◆ YOUR ASSIGNMENT: Down to the last line, retype each line of the entries exactly, starting with the one that contains "if remainder == 0".

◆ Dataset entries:
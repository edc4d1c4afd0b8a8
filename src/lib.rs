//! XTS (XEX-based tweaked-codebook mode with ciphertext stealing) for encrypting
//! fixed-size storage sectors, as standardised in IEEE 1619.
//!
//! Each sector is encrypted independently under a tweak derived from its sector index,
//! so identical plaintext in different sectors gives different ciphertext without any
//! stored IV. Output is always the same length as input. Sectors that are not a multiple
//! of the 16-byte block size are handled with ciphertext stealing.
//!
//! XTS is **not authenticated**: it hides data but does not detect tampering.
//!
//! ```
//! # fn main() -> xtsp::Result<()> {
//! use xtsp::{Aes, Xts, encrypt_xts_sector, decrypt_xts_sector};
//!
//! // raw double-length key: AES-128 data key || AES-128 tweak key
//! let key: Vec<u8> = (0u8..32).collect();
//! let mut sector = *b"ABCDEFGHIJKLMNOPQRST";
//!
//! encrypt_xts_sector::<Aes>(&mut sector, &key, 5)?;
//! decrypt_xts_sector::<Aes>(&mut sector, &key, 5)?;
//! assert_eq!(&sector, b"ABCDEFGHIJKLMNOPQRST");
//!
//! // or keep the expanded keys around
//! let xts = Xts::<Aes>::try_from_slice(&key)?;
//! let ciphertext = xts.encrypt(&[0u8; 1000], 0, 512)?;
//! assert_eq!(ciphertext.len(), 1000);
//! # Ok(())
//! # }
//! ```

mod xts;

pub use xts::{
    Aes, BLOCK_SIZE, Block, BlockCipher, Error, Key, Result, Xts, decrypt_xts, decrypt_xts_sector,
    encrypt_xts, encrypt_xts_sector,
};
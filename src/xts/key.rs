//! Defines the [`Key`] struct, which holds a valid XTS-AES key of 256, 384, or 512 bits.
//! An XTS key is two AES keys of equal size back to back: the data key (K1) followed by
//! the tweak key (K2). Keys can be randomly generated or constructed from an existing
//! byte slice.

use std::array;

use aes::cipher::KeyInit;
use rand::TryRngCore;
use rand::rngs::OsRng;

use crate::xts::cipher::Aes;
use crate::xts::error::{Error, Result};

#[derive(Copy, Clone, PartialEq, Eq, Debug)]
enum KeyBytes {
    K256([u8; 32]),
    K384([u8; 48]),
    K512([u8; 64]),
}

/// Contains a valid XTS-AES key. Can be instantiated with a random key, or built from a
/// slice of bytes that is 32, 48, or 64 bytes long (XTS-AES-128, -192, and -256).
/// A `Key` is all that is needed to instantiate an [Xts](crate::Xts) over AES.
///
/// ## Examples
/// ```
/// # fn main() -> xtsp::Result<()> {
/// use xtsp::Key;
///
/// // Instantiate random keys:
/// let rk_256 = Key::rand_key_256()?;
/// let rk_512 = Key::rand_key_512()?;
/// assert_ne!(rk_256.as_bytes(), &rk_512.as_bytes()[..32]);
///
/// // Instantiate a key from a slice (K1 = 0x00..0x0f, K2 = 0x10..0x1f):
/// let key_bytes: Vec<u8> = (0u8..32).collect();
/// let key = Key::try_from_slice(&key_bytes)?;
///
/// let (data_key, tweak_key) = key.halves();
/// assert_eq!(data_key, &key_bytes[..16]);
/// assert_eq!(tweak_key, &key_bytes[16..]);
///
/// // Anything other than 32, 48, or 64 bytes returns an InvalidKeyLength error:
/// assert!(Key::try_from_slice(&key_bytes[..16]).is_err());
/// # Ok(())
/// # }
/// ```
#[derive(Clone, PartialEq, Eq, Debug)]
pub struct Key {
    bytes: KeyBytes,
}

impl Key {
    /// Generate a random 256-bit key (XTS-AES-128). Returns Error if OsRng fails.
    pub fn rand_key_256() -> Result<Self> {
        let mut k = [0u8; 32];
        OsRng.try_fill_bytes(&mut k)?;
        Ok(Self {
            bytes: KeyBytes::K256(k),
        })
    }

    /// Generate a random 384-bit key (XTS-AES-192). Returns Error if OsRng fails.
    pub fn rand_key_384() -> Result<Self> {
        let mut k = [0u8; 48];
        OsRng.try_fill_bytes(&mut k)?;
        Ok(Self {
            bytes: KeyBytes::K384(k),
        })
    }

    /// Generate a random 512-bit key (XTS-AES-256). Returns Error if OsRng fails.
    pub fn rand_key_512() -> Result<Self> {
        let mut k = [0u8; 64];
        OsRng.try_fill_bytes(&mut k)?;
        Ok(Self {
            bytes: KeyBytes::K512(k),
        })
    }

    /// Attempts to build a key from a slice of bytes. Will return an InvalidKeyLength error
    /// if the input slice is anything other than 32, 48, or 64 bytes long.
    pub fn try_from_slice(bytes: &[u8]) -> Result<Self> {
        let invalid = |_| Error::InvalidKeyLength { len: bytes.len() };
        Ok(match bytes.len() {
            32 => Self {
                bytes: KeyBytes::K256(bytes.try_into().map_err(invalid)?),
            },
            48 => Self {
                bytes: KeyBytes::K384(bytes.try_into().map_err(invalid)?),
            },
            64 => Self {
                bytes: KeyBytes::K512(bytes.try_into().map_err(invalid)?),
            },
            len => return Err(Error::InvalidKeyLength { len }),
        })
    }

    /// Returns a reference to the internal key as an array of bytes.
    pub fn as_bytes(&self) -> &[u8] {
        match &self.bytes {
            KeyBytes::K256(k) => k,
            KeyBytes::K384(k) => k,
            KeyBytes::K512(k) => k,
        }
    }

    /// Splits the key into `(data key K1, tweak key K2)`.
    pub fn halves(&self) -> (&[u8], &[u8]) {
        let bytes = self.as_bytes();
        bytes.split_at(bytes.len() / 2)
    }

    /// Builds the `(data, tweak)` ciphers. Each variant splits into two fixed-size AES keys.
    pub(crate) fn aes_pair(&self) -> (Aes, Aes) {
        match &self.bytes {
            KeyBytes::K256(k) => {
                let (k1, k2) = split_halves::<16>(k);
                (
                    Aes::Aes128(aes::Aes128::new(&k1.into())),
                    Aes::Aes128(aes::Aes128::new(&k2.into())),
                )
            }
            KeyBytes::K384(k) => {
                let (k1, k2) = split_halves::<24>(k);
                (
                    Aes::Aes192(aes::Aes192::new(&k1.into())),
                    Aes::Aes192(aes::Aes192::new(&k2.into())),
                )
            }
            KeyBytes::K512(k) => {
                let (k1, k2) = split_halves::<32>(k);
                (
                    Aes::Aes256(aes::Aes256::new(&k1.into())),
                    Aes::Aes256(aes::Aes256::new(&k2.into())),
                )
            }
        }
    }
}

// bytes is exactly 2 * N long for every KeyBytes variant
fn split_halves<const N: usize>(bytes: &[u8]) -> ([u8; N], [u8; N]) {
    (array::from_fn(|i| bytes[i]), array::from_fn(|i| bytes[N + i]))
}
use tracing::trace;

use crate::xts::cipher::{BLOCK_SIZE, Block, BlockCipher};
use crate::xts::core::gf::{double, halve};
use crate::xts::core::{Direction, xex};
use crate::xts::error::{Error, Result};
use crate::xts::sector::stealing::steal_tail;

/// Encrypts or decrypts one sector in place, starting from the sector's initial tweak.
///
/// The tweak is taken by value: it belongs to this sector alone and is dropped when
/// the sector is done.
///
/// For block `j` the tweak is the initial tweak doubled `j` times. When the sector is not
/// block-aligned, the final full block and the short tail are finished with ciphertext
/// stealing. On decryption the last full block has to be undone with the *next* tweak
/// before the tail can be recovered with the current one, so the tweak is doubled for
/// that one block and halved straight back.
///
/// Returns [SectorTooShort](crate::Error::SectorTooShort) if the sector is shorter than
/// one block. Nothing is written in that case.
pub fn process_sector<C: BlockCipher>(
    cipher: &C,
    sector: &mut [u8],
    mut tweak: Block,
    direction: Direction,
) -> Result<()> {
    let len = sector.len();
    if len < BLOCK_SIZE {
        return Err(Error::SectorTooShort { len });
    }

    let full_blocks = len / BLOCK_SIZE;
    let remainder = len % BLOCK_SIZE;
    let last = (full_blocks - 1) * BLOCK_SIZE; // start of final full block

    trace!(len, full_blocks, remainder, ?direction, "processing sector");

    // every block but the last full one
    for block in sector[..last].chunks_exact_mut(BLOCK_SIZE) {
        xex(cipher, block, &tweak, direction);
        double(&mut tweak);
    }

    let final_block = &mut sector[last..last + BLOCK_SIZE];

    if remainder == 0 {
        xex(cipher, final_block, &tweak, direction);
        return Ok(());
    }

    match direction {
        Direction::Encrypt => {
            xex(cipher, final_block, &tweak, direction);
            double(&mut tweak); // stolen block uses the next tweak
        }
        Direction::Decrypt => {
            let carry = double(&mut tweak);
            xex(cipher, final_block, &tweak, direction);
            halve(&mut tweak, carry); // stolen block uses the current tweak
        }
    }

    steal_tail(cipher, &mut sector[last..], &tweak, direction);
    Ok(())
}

◆ ANSWER SECTION:
    if remainder == 0 {
        xex(cipher, final_block, &tweak, direction);
        return Ok(());
    }

    match direction {
        Direction::Encrypt => {
            xex(cipher, final_block, &tweak, direction);
            double(&mut tweak); // stolen block uses the next tweak
        }
        Direction::Decrypt => {
            let carry = double(&mut tweak);
            xex(cipher, final_block, &tweak, direction);
            halve(&mut tweak, carry); // stolen block uses the current tweak
        }
    }

    steal_tail(cipher, &mut sector[last..], &tweak, direction);
    Ok(())
}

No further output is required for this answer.